We installed an IP camera a couple of years at our church. I was not involved in the installation, but I know a port had to be opened/forwarded. In the mean time someone did a hard reset of the router and port forwarding settings were lost.
We now have a MikroTIK RouterOS v6.40.3router, of which I know nothing at all.
I know the link on the desktop to operate the camera was: 192.168.1.200:81
This causes me to think that Port 81 was involved.
The new router is 192.168.88.1
I connected the cable to my LT and managed to access the camera at the old IP address and change it to 192.168.88.200 and have access to it with full control.
BUT, now I know something needs to be setup in the router. The IP address of the PC operating the camera is dynamic.
Question:
Do I need to OPEN the port 81 and forward it to the camera’s IP address?
Is a camera incoming or outgoing?
I will really appreciate some help. I need to get the camera up and running ASAP.
Port forwarding on MikroTik will look something like this. Read these rules slowly. Note that bridge-LAN must be changed to whatever your LAN ports are. Likewise with ether-WAN. Allowing for port forwarding, this is something that you have setup among other settings.

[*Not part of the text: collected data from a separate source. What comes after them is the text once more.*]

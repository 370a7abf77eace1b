use std::time::Duration;

use jsonwebtoken::{decode, encode, errors::ErrorKind, Algorithm, DecodingKey, EncodingKey, Header, Validation};
use time::{Duration as TimeDuration, OffsetDateTime};
use tracing::debug;

use super::claims::Claims;
use crate::config::JwtConfig;

#[derive(Debug, thiserror::Error)]
pub enum TokenError {
    #[error("invalid token: {0}")]
    InvalidToken(String),
    #[error("failed to sign token: {0}")]
    Signing(#[from] jsonwebtoken::errors::Error),
}

/// Signing and verification keys for access tokens.
#[derive(Clone)]
pub struct JwtKeys {
    encoding: EncodingKey,
    decoding: DecodingKey,
    algorithm: Algorithm,
    issuer: String,
    ttl: Duration,
}

impl JwtKeys {
    pub fn from_config(cfg: &JwtConfig) -> anyhow::Result<Self> {
        let algorithm = cfg.algorithm()?;
        Ok(Self {
            encoding: EncodingKey::from_secret(cfg.secret.as_bytes()),
            decoding: DecodingKey::from_secret(cfg.secret.as_bytes()),
            algorithm,
            issuer: cfg.issuer.clone(),
            ttl: cfg.ttl()?,
        })
    }

    /// Token lifetime in seconds, as reported to clients in `expires_in`.
    pub fn ttl_secs(&self) -> i64 {
        self.ttl.as_secs() as i64
    }

    pub fn issue(&self, user_id: i64) -> Result<String, TokenError> {
        self.issue_at(user_id, OffsetDateTime::now_utc())
    }

    fn issue_at(&self, user_id: i64, now: OffsetDateTime) -> Result<String, TokenError> {
        let exp = now + TimeDuration::seconds(self.ttl_secs());
        let claims = Claims {
            sub: user_id.to_string(),
            iat: now.unix_timestamp().max(0) as usize,
            exp: exp.unix_timestamp().max(0) as usize,
            iss: self.issuer.clone(),
        };
        let token = encode(&Header::new(self.algorithm), &claims, &self.encoding)?;
        debug!(user_id, "jwt signed");
        Ok(token)
    }

    /// Checks signature, expiry and issuer; returns the subject user id.
    pub fn verify(&self, token: &str) -> Result<i64, TokenError> {
        let mut validation = Validation::new(self.algorithm);
        validation.leeway = 0;
        validation.set_issuer(std::slice::from_ref(&self.issuer));
        validation.set_required_spec_claims(&["exp", "sub", "iss"]);

        let data = decode::<Claims>(token, &self.decoding, &validation).map_err(|e| {
            let reason = match e.kind() {
                ErrorKind::ExpiredSignature => "token expired".to_string(),
                ErrorKind::InvalidSignature => "signature mismatch".to_string(),
                _ => e.to_string(),
            };
            TokenError::InvalidToken(reason)
        })?;

        let user_id = data
            .claims
            .user_id()
            .ok_or_else(|| TokenError::InvalidToken("malformed subject".into()))?;
        debug!(user_id, "jwt verified");
        Ok(user_id)
    }
}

Thus, one line under /ip firewall filter, and another line under /ip firewall nat, these in addition to standard settings.
/ip firewall filter
add action=accept chain=input comment="Accept established related" connection-state=established,related
add action=accept chain=input comment="Allow LAN access to router and Internet" in-interface=bridge-LAN
add action=drop chain=input comment="Drop all other input"
add action=accept chain=forward comment="Accept established related" connection-state=established,related
add action=accept chain=forward comment="Allow LAN access to router and Internet" connection-state=new in-interface=bridge-LAN
add action=accept chain=forward comment="Allow Port forwards" connection-nat-state=dstnat in-interface=ether-WAN
add action=drop chain=forward comment="Drop all other forward"
/ip firewall nat
add action=masquerade chain=srcnat out-interface=ether-WAN comment="Default masq"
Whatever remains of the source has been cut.